Three competing groups of private equity firms are expected to table bids of up to €12.5bn for Spanish telecom company Auna. Auna has been the subject of buyout rumours for around a year, but last month shareholders recruited Merrill Lynch to formalise an auction. The deadline for non-binding indicative bids is May 23.
Alliances within the private equity consortia have been shifting, while certain groups have also been reappraising the portion of the business that they intend to target.
Providence and Carlyle have been backing Spanish cable company ONO’s €2.6bn bid for Auna’s cable assets for several months. In the last two weeks, they have been joined by Blackstone and Permira, and have been encouraged to bid for the entire Auna portfolio by shareholders.
Blackstone was bidding previously for the entire company as part of a group that also included Apax and CVC. These two firms are still looking to acquire Auna in its entirety, having brought in Cinven as their new running mate. Market sources said that group had offered just over €12bn for Auna.

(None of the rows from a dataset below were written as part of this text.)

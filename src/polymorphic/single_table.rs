// ============================================================================
// Single-table layout
// ============================================================================
//
// All subtypes share one table; a discriminator column written on insert
// tells them apart. Select reads the discriminator of every requested id
// first and routes the ids to the matching subtype. Unknown discriminator
// values are skipped.
//
// ============================================================================

use super::context::LoadContext;
use super::subtype::{self, Subtype};
use crate::config::PersisterConfig;
use crate::connection::ConnectionProvider;
use crate::core::{Column, DbError, Result, Value};
use crate::engine::select::{dedup_ids, keyed_rows, projected_id};
use crate::engine::{Duo, ListenerCollection, PersisterCore};
use crate::mapping::{Entity, IdentifierAssembler, Identifier};
use crate::result::ResultRow;
use crate::sql::{
    column_alias, ColumnRef, Join, JoinKind, KeyFilter, Operation, Projection, SelectOperation,
    TableRef,
};
use crate::storage::TableSchema;
use async_trait::async_trait;
use log::debug;
use std::sync::Arc;

const TABLE_ALIAS: &str = "d";

pub struct SingleTablePersister<C> {
    table: String,
    discriminator: String,
    subtypes: Vec<Subtype<C>>,
    provider: Arc<dyn ConnectionProvider>,
    config: PersisterConfig,
    listeners: ListenerCollection<C>,
}

impl<C: Entity> SingleTablePersister<C> {
    /// Every subtype must map `table` with a distinct value of `discriminator`.
    pub fn new(
        table: impl Into<String>,
        discriminator: impl Into<String>,
        subtypes: Vec<Subtype<C>>,
        provider: Arc<dyn ConnectionProvider>,
        config: PersisterConfig,
    ) -> Result<Self> {
        let table = table.into();
        let discriminator = discriminator.into();
        if subtypes.is_empty() {
            return Err(DbError::InvalidArgument(format!(
                "Single-table hierarchy '{}' declares no subtypes",
                table
            )));
        }

        let mut seen: Vec<&Value> = Vec::with_capacity(subtypes.len());
        for subtype in &subtypes {
            let mapping = subtype.persister().mapping();
            if mapping.table() != table {
                return Err(DbError::InvalidArgument(format!(
                    "Subtype '{}' maps '{}' instead of '{}'",
                    subtype.name(),
                    mapping.table(),
                    table
                )));
            }
            match mapping.discriminator() {
                Some((column, value)) if *column == discriminator && !seen.contains(&value) => {
                    seen.push(value)
                }
                _ => {
                    return Err(DbError::InvalidArgument(format!(
                        "Subtype '{}' needs its own value of discriminator '{}'",
                        subtype.name(),
                        discriminator
                    )));
                }
            }
        }
        config.validate()?;

        Ok(Self {
            table,
            discriminator,
            subtypes,
            provider,
            config,
            listeners: ListenerCollection::new(),
        })
    }

    pub fn subtypes(&self) -> &[Subtype<C>] {
        &self.subtypes
    }

    pub(crate) fn listeners_mut(&mut self) -> &mut ListenerCollection<C> {
        &mut self.listeners
    }

    fn assembler(&self) -> &dyn IdentifierAssembler<C> {
        self.subtypes[0].persister().mapping().assembler()
    }

    /// Union of the subtype columns; a column some subtype lacks is nullable.
    pub fn table_schemas(&self) -> Vec<TableSchema> {
        let mut columns: Vec<Column> = Vec::new();
        for subtype in &self.subtypes {
            for column in subtype.persister().mapping().columns() {
                if !columns.iter().any(|known| known.name == column.name) {
                    columns.push(column);
                }
            }
        }
        for column in columns.iter_mut() {
            let shared = self.subtypes.iter().all(|subtype| {
                subtype
                    .persister()
                    .mapping()
                    .columns()
                    .iter()
                    .any(|col| col.name == column.name)
            });
            if !shared {
                column.nullable = true;
            }
        }
        vec![TableSchema::new(self.table.clone(), columns)]
    }

    fn id_and_discriminator(&self, alias: &str) -> Vec<Projection> {
        let mut projection: Vec<Projection> = self
            .assembler()
            .column_names()
            .iter()
            .map(|col| Projection::of(alias, col))
            .collect();
        projection.push(Projection::of(alias, &self.discriminator));
        projection
    }

    pub fn probe(&self, owner_alias: &str, foreign_key: &[String], prefix: &str) -> (Vec<Join>, Vec<Projection>) {
        let on = foreign_key
            .iter()
            .zip(self.assembler().column_names())
            .map(|(fk, id)| (ColumnRef::new(owner_alias, fk.as_str()), ColumnRef::new(prefix, id)))
            .collect();
        let join = Join::new(JoinKind::LeftOuter, TableRef::new(&self.table, prefix), on);
        (vec![join], self.id_and_discriminator(prefix))
    }

    pub fn resolve(&self, row: &ResultRow, prefix: &str) -> Result<Option<(String, Identifier)>> {
        Ok(self
            .resolve_index(row, prefix)?
            .map(|(idx, id)| (self.subtypes[idx].name().to_string(), id)))
    }

    fn resolve_index(&self, row: &ResultRow, prefix: &str) -> Result<Option<(usize, Identifier)>> {
        let Some(id) = projected_id(self.assembler(), row, prefix)? else {
            return Ok(None);
        };
        let value = row.get_or_null(&column_alias(prefix, &self.discriminator));
        let found = self.subtypes.iter().position(|subtype| {
            subtype
                .persister()
                .mapping()
                .discriminator()
                .is_some_and(|(_, known)| known == value)
        });
        if found.is_none() {
            debug!(
                "Ignoring unmapped discriminator {:?} of {} in '{}'",
                value, id, self.table
            );
        }
        Ok(found.map(|idx| (idx, id)))
    }

    fn discriminator_operation(&self, key_count: usize) -> Operation {
        Operation::Select(SelectOperation {
            from: TableRef::new(&self.table, TABLE_ALIAS),
            joins: Vec::new(),
            projection: self.id_and_discriminator(TABLE_ALIAS),
            filter: KeyFilter {
                columns: self
                    .assembler()
                    .column_names()
                    .iter()
                    .map(|col| ColumnRef::new(TABLE_ALIAS, col.as_str()))
                    .collect(),
                key_count,
            },
        })
    }

    pub(crate) async fn select_subtype(
        &self,
        name: &str,
        ids: Vec<Identifier>,
        ctx: &mut LoadContext,
    ) -> Result<Vec<C>> {
        subtype::find(&self.subtypes, name)?
            .persister()
            .select_entities(ids, ctx)
            .await
    }

    async fn fetch(&self, ids: Vec<Identifier>, mut ctx: Option<&mut LoadContext>) -> Result<Vec<C>> {
        let ids = dedup_ids(ids);
        if ids.is_empty() {
            return Ok(Vec::new());
        }

        let rows = keyed_rows(
            self.provider.as_ref(),
            self.config.max_keys_per_operation,
            self.assembler(),
            &ids,
            |key_count| self.discriminator_operation(key_count),
        )
        .await?;

        let mut per_subtype: Vec<Vec<Identifier>> = vec![Vec::new(); self.subtypes.len()];
        for row in &rows {
            if let Some((idx, id)) = self.resolve_index(row, TABLE_ALIAS)? {
                per_subtype[idx].push(id);
            }
        }

        let mut loaded = Vec::with_capacity(ids.len());
        for (subtype, members) in self.subtypes.iter().zip(per_subtype) {
            if !members.is_empty() {
                loaded.extend(subtype.persister().fetch(members, ctx.as_deref_mut()).await?);
            }
        }
        Ok(subtype::in_id_order(&ids, loaded, |entity| self.entity_id(entity)))
    }

    fn routes<'e>(&self, entities: impl Iterator<Item = &'e C>) -> Result<Vec<usize>> {
        subtype::route_all(&self.subtypes, entities, &self.table)
    }
}

#[async_trait]
impl<C: Entity> PersisterCore<C> for SingleTablePersister<C> {
    fn table(&self) -> &str {
        &self.table
    }

    fn listeners(&self) -> &ListenerCollection<C> {
        &self.listeners
    }

    fn entity_id(&self, entity: &C) -> Identifier {
        self.assembler().identifier(entity)
    }

    fn entity_is_new(&self, entity: &C) -> bool {
        let idx = subtype::route(&self.subtypes, entity).unwrap_or(0);
        self.subtypes[idx].persister().entity_is_new(entity)
    }

    fn has_changes(&self, modified: &C, unmodified: &C) -> bool {
        // Unclaimed entities count as changed so the update rejects them.
        subtype::route(&self.subtypes, modified)
            .is_none_or(|idx| self.subtypes[idx].persister().has_changes(modified, unmodified))
    }

    async fn insert_entities(&self, entities: &mut [&mut C]) -> Result<u64> {
        let routes = self.routes(entities.iter().map(|e| &**e))?;
        subtype::insert_routed(&self.subtypes, entities, &routes).await
    }

    async fn update_entities<'a>(&self, pairs: &mut [Duo<'a, C>], all_columns: bool) -> Result<u64> {
        let routes = self.routes(pairs.iter().map(|pair| &*pair.modified))?;
        let plans = subtype::plan_routed(&self.subtypes, pairs, &routes, all_columns)?;
        subtype::execute_routed(&self.subtypes, pairs, &routes, plans).await
    }

    async fn update_entities_by_id(&self, entities: &[&C]) -> Result<u64> {
        let routes = self.routes(entities.iter().copied())?;
        subtype::update_by_id_routed(&self.subtypes, entities, &routes).await
    }

    async fn delete_entities(&self, entities: &[&C]) -> Result<u64> {
        let routes = self.routes(entities.iter().copied())?;
        subtype::delete_routed(&self.subtypes, entities, &routes).await
    }

    async fn delete_ids(&self, ids: Vec<Identifier>) -> Result<u64> {
        // Any subtype deletes by key from the shared table.
        self.subtypes[0].persister().delete_ids(ids).await
    }

    async fn select_entities(&self, ids: Vec<Identifier>, ctx: &mut LoadContext) -> Result<Vec<C>> {
        self.fetch(ids, Some(ctx)).await
    }

    async fn reload_entities(&self, ids: Vec<Identifier>) -> Result<Vec<C>> {
        self.fetch(ids, None).await
    }
}
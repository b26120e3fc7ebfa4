#[allow(clippy::module_inception)]
mod result;

pub use result::ResultRow;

But a group comprising KKR, BC Partners and Goldman Sachs is ahead on price, offering around €12.5bn for the telecom company. Analyst sources said that the offer represented a fairly good price, although Spanish bank BSCH described the level as insufficient at a presentation of first-quarter earnings last Tuesday. BSCH holds 27% of Auna, while electricity company Endesa has a 32% stake and utility Union Fenosa controls 18.6%. Prior to the appointment of Merrill Lynch, the shareholders had said they would conduct an IPO of the company in 2006.
Jose Antonio Alvarez, BSCH’s chief financial officer, said Merrill Lynch had been instructed to maximise value and that there was no set timeframe for disposal of the stake. Spanish analysts said the bank could be looking to encourage one of the other groups to top KKR’s offer, however.
The buyout rumours first solidified late last year. Blackstone, Apax and CVC brought in Providence and Carlyle in December for an €11bn offer for the entire company after their €8bn bid for the Amena mobile unit was rejected earlier last year. But Auna’s three largest shareholders were unwilling to sell at €11bn, a figure that they said would undervalue the company.
Blackstone and Providence have worked together recently on a number of failed bids in the European telecom sector. They were part of the consortium that lost out on Italian-based Wind, and also teamed up on a failed attempt to acquire a majority stake from the Czech government in the auction for Cesky Telecom.
Apax is also an experienced telecom investor. It recently partnered with Texas Pacific Group to take control of Greek-based TIM Hellas for €1.1bn.
Auna is the best candidate to challenge Telefonica in Spain, one of Europe’s fastest growing telecom markets. Auna’s fixed-line and mobile units combined have more than 11m customers. Around three-quarters of its €4.2bn sales in 2004 were generated from the mobile unit.
There may also be strategic interest. Telecom Italia sold a 27% stake in Auna to the other shareholders in 2002. America Movil, owned by Mexican business magnate Carlos Slim, has the backing of some parties within the Spanish government. Slim controls Telmex, the main competitor of Telefonica SA in Latin America. Merrill may also offer Auna to Orange, a unit of France Telecom
Spain has been one of the busiest buyout markets this year, and there is more current action. A group of private equity firms is circling Occidental Hotels in the run-up to the deadline for indicative bids on May 15.
Goldman Sachs is running the auction and shareholders Mercapital and La Caixa are hoping that the business will sell for up to €1bn. CVC, Apax, Candover, Carlyle and Permira are among the potential financial bidders for the business. Trade interest could also emerge from Accor or Meridien hotels.